== DATA

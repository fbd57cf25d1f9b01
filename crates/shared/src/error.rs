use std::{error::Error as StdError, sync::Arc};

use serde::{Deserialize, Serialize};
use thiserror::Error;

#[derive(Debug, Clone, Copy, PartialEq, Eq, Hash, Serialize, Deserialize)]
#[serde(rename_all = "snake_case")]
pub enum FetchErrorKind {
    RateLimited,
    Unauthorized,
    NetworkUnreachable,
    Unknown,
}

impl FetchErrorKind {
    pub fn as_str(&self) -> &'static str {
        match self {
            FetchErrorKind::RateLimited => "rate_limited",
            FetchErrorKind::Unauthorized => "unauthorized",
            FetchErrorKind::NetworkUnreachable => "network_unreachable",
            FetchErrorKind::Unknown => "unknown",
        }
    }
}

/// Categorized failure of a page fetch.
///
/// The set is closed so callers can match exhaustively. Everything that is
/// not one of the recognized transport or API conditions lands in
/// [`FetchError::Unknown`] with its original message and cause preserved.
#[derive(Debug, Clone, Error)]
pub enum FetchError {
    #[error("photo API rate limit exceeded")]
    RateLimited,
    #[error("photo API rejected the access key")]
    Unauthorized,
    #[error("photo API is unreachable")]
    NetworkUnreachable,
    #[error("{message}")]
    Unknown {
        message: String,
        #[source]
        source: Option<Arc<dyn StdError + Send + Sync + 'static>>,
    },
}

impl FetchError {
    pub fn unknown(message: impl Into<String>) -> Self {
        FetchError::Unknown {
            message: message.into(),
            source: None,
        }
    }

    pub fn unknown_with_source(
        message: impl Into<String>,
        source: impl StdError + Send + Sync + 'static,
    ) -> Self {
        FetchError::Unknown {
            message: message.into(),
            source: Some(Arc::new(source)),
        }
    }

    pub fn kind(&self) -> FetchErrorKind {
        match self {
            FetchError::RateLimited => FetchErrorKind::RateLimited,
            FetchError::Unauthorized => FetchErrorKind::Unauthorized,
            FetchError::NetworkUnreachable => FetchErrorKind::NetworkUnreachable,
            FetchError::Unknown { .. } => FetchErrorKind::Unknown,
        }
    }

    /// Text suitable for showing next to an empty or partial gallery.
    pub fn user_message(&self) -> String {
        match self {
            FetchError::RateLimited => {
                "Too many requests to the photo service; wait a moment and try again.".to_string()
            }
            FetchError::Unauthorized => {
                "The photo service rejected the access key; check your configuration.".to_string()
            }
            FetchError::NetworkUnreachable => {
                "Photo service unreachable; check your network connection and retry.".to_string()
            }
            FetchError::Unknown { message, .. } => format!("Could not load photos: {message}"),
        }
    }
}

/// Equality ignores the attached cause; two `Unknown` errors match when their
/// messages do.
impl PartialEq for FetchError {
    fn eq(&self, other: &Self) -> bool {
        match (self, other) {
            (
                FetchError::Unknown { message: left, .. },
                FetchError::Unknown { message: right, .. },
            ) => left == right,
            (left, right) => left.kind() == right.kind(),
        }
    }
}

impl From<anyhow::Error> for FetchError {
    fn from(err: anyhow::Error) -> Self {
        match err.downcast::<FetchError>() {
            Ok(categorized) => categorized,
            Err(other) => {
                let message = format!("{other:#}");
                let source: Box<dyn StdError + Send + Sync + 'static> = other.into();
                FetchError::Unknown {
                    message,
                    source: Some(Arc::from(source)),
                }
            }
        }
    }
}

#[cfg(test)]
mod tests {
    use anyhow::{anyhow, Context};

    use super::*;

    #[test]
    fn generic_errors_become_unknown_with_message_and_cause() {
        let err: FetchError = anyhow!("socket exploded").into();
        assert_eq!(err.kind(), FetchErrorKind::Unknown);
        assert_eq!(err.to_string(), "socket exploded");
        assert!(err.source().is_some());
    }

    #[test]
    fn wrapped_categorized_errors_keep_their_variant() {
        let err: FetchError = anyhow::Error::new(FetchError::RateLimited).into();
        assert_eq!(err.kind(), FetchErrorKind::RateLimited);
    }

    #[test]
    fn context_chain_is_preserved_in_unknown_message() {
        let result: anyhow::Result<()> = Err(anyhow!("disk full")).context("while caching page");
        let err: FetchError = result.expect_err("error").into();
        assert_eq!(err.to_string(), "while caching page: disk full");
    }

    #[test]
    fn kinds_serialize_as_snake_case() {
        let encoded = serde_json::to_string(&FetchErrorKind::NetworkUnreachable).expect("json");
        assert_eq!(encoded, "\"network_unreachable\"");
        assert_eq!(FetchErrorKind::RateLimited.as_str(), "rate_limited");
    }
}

====
== DATA

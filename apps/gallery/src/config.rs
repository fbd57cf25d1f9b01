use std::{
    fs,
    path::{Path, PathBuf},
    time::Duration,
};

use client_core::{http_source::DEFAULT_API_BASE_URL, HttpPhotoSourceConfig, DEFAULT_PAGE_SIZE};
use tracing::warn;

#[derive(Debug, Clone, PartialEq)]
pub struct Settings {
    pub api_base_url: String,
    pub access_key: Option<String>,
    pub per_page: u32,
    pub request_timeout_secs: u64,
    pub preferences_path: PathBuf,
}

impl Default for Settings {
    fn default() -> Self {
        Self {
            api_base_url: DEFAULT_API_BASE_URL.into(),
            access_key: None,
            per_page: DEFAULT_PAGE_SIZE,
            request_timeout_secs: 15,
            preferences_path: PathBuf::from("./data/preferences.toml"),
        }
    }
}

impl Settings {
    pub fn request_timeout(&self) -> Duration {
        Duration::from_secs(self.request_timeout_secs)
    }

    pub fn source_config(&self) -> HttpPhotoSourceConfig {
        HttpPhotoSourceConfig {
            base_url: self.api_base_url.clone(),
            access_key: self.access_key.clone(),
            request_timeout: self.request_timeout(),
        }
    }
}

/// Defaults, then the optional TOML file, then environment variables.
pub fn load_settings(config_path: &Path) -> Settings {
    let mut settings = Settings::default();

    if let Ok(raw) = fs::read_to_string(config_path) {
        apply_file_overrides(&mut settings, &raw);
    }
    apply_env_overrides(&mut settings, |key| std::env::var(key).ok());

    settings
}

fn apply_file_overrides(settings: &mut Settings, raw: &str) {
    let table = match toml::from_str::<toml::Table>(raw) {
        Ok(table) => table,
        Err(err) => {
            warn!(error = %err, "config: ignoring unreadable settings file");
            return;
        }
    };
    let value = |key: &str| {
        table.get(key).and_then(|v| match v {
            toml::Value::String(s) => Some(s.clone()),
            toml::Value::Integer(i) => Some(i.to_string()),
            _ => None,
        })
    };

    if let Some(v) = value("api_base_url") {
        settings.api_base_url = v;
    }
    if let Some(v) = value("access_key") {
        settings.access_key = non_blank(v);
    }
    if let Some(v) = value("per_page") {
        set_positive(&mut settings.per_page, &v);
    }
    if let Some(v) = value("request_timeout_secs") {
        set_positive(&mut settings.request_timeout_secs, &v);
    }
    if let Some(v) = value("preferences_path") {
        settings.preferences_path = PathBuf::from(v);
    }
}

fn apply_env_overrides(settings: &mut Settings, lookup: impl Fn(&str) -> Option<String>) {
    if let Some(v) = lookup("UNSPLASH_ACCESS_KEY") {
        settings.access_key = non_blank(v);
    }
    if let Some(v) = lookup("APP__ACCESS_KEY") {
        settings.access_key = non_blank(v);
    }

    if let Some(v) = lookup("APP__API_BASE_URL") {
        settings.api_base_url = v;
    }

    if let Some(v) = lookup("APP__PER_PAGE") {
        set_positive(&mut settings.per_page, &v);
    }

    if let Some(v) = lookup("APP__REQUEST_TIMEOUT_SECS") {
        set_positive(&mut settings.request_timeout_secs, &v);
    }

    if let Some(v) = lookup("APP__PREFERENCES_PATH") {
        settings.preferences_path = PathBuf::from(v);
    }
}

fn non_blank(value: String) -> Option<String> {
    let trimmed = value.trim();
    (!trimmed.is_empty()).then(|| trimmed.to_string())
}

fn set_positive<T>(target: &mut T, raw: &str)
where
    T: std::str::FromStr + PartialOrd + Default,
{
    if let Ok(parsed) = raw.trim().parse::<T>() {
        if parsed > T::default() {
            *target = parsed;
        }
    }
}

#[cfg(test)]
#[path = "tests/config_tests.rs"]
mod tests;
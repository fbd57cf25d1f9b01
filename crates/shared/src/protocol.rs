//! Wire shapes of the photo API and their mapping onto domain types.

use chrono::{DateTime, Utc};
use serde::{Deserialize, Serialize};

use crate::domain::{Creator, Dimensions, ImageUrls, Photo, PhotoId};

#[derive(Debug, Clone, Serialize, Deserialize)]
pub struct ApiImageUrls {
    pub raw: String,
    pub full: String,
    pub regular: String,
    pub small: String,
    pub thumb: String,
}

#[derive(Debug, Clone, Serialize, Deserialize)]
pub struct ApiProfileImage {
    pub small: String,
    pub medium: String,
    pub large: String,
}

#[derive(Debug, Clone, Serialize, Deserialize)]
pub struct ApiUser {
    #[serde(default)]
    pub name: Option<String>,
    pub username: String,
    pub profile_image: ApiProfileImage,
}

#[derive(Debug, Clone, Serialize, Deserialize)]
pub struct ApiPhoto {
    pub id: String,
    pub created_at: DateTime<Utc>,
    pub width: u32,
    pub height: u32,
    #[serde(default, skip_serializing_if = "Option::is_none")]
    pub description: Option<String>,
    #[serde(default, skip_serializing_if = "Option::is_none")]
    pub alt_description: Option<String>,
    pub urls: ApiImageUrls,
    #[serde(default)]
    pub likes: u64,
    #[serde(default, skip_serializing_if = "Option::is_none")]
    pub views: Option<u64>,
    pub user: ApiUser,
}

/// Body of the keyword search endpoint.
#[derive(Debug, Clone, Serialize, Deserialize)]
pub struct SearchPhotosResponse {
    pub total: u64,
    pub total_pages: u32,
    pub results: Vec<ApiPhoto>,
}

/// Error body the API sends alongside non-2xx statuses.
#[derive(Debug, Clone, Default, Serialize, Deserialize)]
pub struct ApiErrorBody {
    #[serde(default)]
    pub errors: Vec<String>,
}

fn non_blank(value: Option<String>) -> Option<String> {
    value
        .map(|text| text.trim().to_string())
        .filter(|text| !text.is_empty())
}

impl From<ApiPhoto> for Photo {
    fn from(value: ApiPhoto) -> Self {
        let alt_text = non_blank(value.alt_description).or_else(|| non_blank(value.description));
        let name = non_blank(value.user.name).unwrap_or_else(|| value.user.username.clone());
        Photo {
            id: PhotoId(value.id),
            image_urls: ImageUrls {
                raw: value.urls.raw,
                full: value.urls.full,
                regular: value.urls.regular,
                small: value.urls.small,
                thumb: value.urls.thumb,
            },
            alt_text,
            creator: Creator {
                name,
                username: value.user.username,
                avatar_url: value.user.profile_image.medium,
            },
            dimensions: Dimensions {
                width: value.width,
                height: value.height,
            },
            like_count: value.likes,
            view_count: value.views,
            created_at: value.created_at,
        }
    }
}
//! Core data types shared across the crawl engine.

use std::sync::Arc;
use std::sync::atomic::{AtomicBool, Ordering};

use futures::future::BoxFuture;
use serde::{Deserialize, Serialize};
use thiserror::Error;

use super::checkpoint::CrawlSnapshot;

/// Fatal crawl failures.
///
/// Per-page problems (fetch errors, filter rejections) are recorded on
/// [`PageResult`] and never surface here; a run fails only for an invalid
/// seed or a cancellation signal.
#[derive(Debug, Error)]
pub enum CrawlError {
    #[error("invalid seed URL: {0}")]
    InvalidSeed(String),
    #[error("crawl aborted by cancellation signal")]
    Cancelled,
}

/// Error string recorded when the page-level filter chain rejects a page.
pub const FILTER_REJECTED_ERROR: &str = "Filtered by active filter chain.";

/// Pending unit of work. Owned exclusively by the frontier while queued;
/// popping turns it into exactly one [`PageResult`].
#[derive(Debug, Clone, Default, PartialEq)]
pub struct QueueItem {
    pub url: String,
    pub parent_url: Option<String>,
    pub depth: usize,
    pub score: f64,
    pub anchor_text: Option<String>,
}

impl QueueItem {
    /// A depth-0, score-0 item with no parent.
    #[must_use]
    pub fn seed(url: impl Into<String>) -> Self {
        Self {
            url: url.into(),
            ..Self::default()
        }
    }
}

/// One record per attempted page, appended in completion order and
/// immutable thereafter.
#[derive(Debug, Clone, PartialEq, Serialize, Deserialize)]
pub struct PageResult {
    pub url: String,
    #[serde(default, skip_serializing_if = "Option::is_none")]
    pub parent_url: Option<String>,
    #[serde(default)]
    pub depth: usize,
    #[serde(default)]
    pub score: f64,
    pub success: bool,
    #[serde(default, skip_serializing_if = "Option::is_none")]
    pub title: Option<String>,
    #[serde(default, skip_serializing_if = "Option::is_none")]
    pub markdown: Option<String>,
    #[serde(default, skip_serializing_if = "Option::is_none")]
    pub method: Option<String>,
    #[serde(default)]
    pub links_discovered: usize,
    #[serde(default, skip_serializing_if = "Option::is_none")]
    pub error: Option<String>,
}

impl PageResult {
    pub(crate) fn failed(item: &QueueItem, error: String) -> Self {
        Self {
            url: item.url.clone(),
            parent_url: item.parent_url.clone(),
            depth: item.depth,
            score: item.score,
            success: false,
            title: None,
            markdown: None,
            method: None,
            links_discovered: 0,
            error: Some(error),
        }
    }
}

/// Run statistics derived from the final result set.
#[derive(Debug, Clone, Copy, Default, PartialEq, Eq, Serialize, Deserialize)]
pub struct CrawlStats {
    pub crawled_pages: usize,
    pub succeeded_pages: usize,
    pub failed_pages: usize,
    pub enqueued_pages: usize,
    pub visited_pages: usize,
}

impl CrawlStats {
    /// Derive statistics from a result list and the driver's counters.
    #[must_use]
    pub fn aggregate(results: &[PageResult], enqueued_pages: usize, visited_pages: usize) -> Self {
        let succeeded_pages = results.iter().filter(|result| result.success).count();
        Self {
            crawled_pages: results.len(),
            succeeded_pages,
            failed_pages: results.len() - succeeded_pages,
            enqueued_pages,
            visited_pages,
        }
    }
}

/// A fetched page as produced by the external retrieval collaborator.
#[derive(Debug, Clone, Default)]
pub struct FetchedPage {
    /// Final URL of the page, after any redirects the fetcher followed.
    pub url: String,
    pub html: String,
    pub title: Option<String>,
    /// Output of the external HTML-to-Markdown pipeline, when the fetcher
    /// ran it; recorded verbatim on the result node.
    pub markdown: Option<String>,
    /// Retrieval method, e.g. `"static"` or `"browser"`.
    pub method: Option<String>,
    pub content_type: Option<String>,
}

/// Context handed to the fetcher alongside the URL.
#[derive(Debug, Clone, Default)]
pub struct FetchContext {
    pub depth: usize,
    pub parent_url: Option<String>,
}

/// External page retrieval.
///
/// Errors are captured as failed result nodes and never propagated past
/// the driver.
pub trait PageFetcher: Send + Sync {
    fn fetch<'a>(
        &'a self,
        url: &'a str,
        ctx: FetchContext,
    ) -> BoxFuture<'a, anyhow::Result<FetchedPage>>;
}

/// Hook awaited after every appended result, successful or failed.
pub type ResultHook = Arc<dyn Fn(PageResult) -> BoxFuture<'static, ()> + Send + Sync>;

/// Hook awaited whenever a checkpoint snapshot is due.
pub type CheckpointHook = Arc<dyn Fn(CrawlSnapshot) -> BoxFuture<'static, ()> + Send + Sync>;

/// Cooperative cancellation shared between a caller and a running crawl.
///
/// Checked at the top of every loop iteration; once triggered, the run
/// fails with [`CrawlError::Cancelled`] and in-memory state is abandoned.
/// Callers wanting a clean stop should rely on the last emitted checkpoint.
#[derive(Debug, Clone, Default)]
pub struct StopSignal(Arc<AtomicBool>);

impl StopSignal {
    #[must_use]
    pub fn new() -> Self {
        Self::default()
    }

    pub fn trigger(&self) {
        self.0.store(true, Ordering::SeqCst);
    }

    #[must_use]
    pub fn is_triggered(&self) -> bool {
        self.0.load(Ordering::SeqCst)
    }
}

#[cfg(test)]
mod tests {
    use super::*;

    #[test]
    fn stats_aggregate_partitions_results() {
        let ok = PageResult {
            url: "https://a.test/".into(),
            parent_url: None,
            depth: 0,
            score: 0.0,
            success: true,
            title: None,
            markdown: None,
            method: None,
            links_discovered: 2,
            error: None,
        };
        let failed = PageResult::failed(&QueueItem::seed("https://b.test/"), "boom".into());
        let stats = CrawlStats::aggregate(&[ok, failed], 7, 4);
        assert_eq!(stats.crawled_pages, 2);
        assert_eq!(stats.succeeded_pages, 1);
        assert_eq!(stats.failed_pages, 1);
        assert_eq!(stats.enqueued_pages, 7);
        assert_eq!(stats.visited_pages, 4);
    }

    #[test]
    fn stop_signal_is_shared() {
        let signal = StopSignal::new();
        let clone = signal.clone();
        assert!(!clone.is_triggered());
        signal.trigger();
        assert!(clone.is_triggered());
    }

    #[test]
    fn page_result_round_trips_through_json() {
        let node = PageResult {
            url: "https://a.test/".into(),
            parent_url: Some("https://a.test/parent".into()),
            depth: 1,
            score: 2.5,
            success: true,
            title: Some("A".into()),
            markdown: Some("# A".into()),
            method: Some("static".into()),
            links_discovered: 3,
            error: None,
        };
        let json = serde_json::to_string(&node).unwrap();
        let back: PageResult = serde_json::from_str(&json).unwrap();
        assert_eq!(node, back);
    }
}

====
== DATA

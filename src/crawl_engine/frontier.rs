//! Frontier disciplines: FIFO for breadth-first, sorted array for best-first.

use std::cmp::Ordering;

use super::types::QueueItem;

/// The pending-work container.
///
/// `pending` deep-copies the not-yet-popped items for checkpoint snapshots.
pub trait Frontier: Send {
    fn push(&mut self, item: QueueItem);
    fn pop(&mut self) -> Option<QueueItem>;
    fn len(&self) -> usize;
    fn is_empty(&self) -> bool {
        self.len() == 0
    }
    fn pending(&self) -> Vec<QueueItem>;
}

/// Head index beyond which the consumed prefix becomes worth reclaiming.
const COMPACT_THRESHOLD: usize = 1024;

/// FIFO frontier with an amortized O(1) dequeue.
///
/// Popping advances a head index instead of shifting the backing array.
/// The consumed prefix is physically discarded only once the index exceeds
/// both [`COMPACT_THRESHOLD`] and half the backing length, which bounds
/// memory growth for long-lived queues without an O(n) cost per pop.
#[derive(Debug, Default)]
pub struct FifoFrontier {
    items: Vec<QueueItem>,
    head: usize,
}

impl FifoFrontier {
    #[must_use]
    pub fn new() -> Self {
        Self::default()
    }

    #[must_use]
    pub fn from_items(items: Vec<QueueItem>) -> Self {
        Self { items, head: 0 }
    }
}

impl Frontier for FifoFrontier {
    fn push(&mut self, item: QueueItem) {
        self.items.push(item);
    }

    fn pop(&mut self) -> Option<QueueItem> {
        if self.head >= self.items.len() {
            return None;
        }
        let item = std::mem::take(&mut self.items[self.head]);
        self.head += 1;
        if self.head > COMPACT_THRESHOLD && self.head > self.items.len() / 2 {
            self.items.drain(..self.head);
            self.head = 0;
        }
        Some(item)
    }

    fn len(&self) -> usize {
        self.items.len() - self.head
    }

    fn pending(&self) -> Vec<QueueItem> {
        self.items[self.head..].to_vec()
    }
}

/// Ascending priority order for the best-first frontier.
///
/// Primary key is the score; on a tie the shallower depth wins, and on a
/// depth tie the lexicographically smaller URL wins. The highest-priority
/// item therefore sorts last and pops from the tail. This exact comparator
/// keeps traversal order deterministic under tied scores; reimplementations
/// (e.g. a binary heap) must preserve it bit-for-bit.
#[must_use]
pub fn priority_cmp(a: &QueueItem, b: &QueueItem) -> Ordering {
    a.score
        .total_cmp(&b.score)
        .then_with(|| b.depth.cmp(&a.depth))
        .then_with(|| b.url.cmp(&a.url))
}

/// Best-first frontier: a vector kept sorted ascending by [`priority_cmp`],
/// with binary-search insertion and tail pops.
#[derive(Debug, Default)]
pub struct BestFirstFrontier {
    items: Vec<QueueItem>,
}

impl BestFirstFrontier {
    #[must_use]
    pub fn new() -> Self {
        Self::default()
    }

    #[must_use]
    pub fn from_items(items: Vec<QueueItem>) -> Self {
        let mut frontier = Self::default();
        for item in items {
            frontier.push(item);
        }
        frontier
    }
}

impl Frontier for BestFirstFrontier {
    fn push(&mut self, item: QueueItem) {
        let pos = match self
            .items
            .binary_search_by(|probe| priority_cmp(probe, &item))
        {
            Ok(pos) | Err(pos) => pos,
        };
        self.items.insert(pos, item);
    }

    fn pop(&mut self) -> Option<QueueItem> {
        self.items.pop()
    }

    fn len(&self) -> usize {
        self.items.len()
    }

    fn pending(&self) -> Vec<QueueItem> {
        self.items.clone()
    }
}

====

» **TASK DETAILS**: Could you count the lines in the material above that include the word "FetchedPage"? Give the count alone.

» **EXERCISE OUTPUT**: 2